SOURCE MATERIAL:
pub async fn upsert_player(pool: &SqlitePool, record: &PlayerRecord) -> Result<()> {
    sqlx::query(
        r#"
        INSERT INTO players (player_id, name, team, position, league, updated_at)
        VALUES (?, ?, ?, ?, ?, ?)
        ON CONFLICT (player_id) DO UPDATE SET
            team = excluded.team,
            position = excluded.position,
            updated_at = excluded.updated_at
        "#,
    )
    .bind(&record.player_id)
    .bind(&record.player_name)
    .bind(&record.team)
    .bind(record.position.as_str())
    .bind(record.league.as_str())
    .bind(Utc::now().to_rfc3339())
    .execute(pool)
    .await?;
    Ok(())
}

pub async fn upsert_team(pool: &SqlitePool, team_name: &str, league: League) -> Result<()> {
    let abbreviation = normalize_team_abbreviation(team_name);
    sqlx::query(
        r#"
        INSERT INTO teams (abbreviation, name, league, updated_at)
        VALUES (?, ?, ?, ?)
        ON CONFLICT (abbreviation, league) DO UPDATE SET
            name = excluded.name,
            updated_at = excluded.updated_at
        "#,
    )
    .bind(&abbreviation)
    .bind(team_name)
    .bind(league.as_str())
    .bind(Utc::now().to_rfc3339())
    .execute(pool)
    .await?;
    Ok(())
}

/// Outcome of a chunked batch load.
#[derive(Debug, Default)]
pub struct BatchResult {
    pub attempted: usize,
    pub inserted: usize,
    pub failed_chunks: usize,
    pub errors: Vec<String>,
}

impl BatchResult {
    pub fn all_inserted(&self) -> bool {
        self.failed_chunks == 0 && self.inserted == self.attempted
    }
}

/// Which table a batch of records belongs in.
#[derive(Debug, Clone, Copy, PartialEq, Eq)]
pub enum Destination {
    PropLines,
    PlayerStats,
}

impl Destination {
    /// Projections go to prop_lines, everything else to player_stats.
    pub fn for_source(source: Source) -> Destination {
        match source {
            Source::PrizePicks => Destination::PropLines,
            Source::CollegeFootballData | Source::RapidApi => Destination::PlayerStats,
        }
    }
}

/// Load a batch in transactional chunks. A failing chunk is rolled back and
/// counted, then loading continues with the next chunk. Player and team
/// reference rows are refreshed alongside the stat rows.
pub async fn batch_insert(
    pool: &SqlitePool,
    records: &[PlayerRecord],
    destination: Destination,
) -> Result<BatchResult> {
    let mut result = BatchResult {
        attempted: records.len(),
        ..Default::default()
    };

    for (chunk_index, chunk) in records.chunks(BATCH_CHUNK_SIZE).enumerate() {
        let mut tx = pool.begin().await?;
        let mut chunk_failed = false;

        for record in chunk {
            let outcome = match destination {
                Destination::PropLines => upsert_prop_line(&mut *tx, record).await,
                Destination::PlayerStats => upsert_player_stats(&mut *tx, record).await,
            };
            if let Err(e) = outcome {
                result.errors.push(format!(
                    "chunk {chunk_index}: \"{}\" failed: {e}",
                    record.player_name
                ));
                chunk_failed = true;
                break;
            }
        }

        if chunk_failed {
            tx.rollback().await?;
            result.failed_chunks += 1;
            tracing::warn!(chunk = chunk_index, "chunk rolled back");
            continue;
        }

        tx.commit().await?;
        result.inserted += chunk.len();
    }

    // Reference tables outside the chunk transactions; failures here are
    // logged, not fatal to the load.
    for record in records {
        if let Err(e) = upsert_player(pool, record).await {
            tracing::warn!(player = %record.player_name, "player upsert failed: {e}");
        }
        if let Err(e) = upsert_team(pool, &record.team, record.league).await {
            tracing::warn!(team = %record.team, "team upsert failed: {e}");
        }
    }

    tracing::info!(
        attempted = result.attempted,
        inserted = result.inserted,
        failed_chunks = result.failed_chunks,
        "batch load finished"
    );
    Ok(result)
}
mod cli;
mod db;
mod models;
mod parsers;
mod services;
mod utils;

use anyhow::Result;
use clap::{Parser, Subcommand};
use std::path::PathBuf;

#[derive(Parser)]
#[command(name = "propline")]
#[command(about = "ETL pipeline for football player stats and betting projections")]
struct Cli {
    #[command(subcommand)]
    command: Commands,
}

#[derive(Subcommand)]
enum Commands {
    /// Initialize the database schema
    InitDb,
    /// Fetch current PrizePicks projections
    Fetch {
        /// League to fetch: nfl, college, or all
        #[arg(short, long, default_value = "all")]
        league: String,
    },
    /// Load a full season of NFL and CFB game stats
    LoadSeason {
        #[arg(short, long)]
        year: i32,
        /// Checkpoint file for resumable loads
        #[arg(long)]
        progress_file: Option<PathBuf>,
    },
    /// Show row counts per table
    Status,
}

#[tokio::main]
async fn main() -> Result<()> {
    tracing_subscriber::fmt::init();
    dotenv::dotenv().ok();

    let cli = Cli::parse();

    match cli.command {
        Commands::InitDb => cli::init_db().await?,
        Commands::Fetch { league } => cli::fetch_projections(&league).await?,
        Commands::LoadSeason {
            year,
            progress_file,
        } => cli::load_season(year, progress_file).await?,
        Commands::Status => cli::status().await?,
    }

    Ok(())
}
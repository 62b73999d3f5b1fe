use anyhow::{anyhow, Result};
use reqwest::Client;
use serde_json::Value;
use std::env;
use std::time::Duration;

use crate::models::League;

const REQUEST_TIMEOUT_SECS: u64 = 30;
const RETRY_ATTEMPTS: u32 = 3;
const RETRY_DELAY_SECS: u64 = 5;

const PRIZEPICKS_URL: &str = "https://api.prizepicks.com/projections";
const CFB_PLAYERS_URL: &str = "https://api.collegefootballdata.com/games/players";

/// PrizePicks league ids: 9 is NFL, 15 is college.
fn prizepicks_league_id(league: League) -> &'static str {
    match league {
        League::Nfl => "9",
        League::College => "15",
    }
}

/// HTTP client for the three vendor APIs. Credentials come from the
/// environment; a missing key fails at call time, not construction, so
/// single-source runs work with partial configuration.
pub struct Fetcher {
    client: Client,
    rapidapi_key: Option<String>,
    rapidapi_host: Option<String>,
    cfb_api_key: Option<String>,
}

impl Fetcher {
    pub fn new() -> Result<Self> {
        let client = Client::builder()
            .timeout(Duration::from_secs(REQUEST_TIMEOUT_SECS))
            .user_agent("Mozilla/5.0 (Macintosh; Intel Mac OS X 10_15_7) AppleWebKit/537.36")
            .build()?;

        Ok(Fetcher {
            client,
            rapidapi_key: env::var("RAPIDAPI_KEY").ok(),
            rapidapi_host: env::var("RAPIDAPI_HOST").ok(),
            cfb_api_key: env::var("CFB_API_KEY").ok(),
        })
    }

    fn rapidapi_credentials(&self) -> Result<(&str, &str)> {
        match (&self.rapidapi_key, &self.rapidapi_host) {
            (Some(key), Some(host)) => Ok((key, host)),
            _ => Err(anyhow!("RAPIDAPI_KEY and RAPIDAPI_HOST must be set")),
        }
    }

    /// GET with retries on transport errors and 429/5xx responses.
    async fn get_json(&self, request: reqwest::RequestBuilder) -> Result<Value> {
        let mut last_error = None;

        for attempt in 1..=RETRY_ATTEMPTS {
            let request = request
                .try_clone()
                .ok_or_else(|| anyhow!("request is not retryable"))?;

            match request.send().await {
                Ok(response) => {
                    let status = response.status();
                    if status.is_success() {
                        return Ok(response.json::<Value>().await?);
                    }
                    if status.as_u16() == 429 || status.is_server_error() {
                        tracing::warn!(%status, attempt, "retryable response");
                        last_error = Some(anyhow!("HTTP {status}"));
                    } else {
                        return Err(anyhow!("HTTP {status}"));
                    }
                }
                Err(e) => {
                    tracing::warn!(attempt, "request failed: {e}");
                    last_error = Some(e.into());
                }
            }

            if attempt < RETRY_ATTEMPTS {
                tokio::time::sleep(Duration::from_secs(RETRY_DELAY_SECS)).await;
            }
        }

        Err(last_error.unwrap_or_else(|| anyhow!("request failed")))
    }

    pub async fn fetch_prizepicks(&self, league: League) -> Result<Value> {
        tracing::info!(league = %league, "fetching PrizePicks projections");
        let request = self.client.get(PRIZEPICKS_URL).query(&[
            ("league_id", prizepicks_league_id(league)),
            ("per_page", "250"),
            ("single_stat", "true"),
        ]);
        self.get_json(request).await
    }

    pub async fn fetch_cfb_week(&self, year: i32, week: i32) -> Result<Value> {
        let api_key = self
            .cfb_api_key
            .as_deref()
            .ok_or_else(|| anyhow!("CFB_API_KEY must be set"))?;

        tracing::info!(year, week, "fetching CFB player stats");
        let request = self
            .client
            .get(CFB_PLAYERS_URL)
            .header("Authorization", format!("Bearer {api_key}"))
            .query(&[
                ("year", year.to_string()),
                ("week", week.to_string()),
                ("seasonType", "regular".to_string()),
            ]);
        self.get_json(request).await
    }

    pub async fn fetch_nfl_schedule(&self, year: i32, week: i32) -> Result<Value> {
        let (key, host) = self.rapidapi_credentials()?;

        tracing::info!(year, week, "fetching NFL weekly schedule");
        let request = self
            .client
            .get(format!("https://{host}/nfl-weeks-events"))
            .header("X-RapidAPI-Key", key)
            .header("X-RapidAPI-Host", host)
            .query(&[
                ("year", year.to_string()),
                ("week", week.to_string()),
                ("type", "2".to_string()),
            ]);
        self.get_json(request).await
    }

    pub async fn fetch_nfl_boxscore(&self, event_id: &str) -> Result<Value> {
        let (key, host) = self.rapidapi_credentials()?;

        tracing::info!(event_id, "fetching NFL boxscore");
        let request = self
            .client
            .get(format!("https://{host}/nfl-boxscore"))
            .header("X-RapidAPI-Key", key)
            .header("X-RapidAPI-Host", host)
            .query(&[("id", event_id)]);
        self.get_json(request).await
    }
}

#[cfg(test)]
mod tests {
    use super::*;

    #[test]
    fn league_ids_match_vendor_mapping() {
        assert_eq!(prizepicks_league_id(League::Nfl), "9");
        assert_eq!(prizepicks_league_id(League::College), "15");
    }
}
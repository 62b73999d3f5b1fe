//! Normalization layer: one extractor per upstream source, plus the shared
//! validation, metadata, and classification machinery they sit on.

pub mod cfb;
pub mod common;
pub mod metadata;
pub mod nfl_boxscore;
pub mod nfl_game_ids;
pub mod position;
pub mod prizepicks;
pub mod validate;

WORK ITEM: Take from the listing every line in which the word "async" appears.

RESULT OF THIS EXERCISE:
pub async fn upsert_player(pool: &SqlitePool, record: &PlayerRecord) -> Result<()> {
pub async fn upsert_team(pool: &SqlitePool, team_name: &str, league: League) -> Result<()> {
pub async fn batch_insert(
async fn main() -> Result<()> {
    async fn get_json(&self, request: reqwest::RequestBuilder) -> Result<Value> {
    pub async fn fetch_prizepicks(&self, league: League) -> Result<Value> {
    pub async fn fetch_cfb_week(&self, year: i32, week: i32) -> Result<Value> {
    pub async fn fetch_nfl_schedule(&self, year: i32, week: i32) -> Result<Value> {
    pub async fn fetch_nfl_boxscore(&self, event_id: &str) -> Result<Value> {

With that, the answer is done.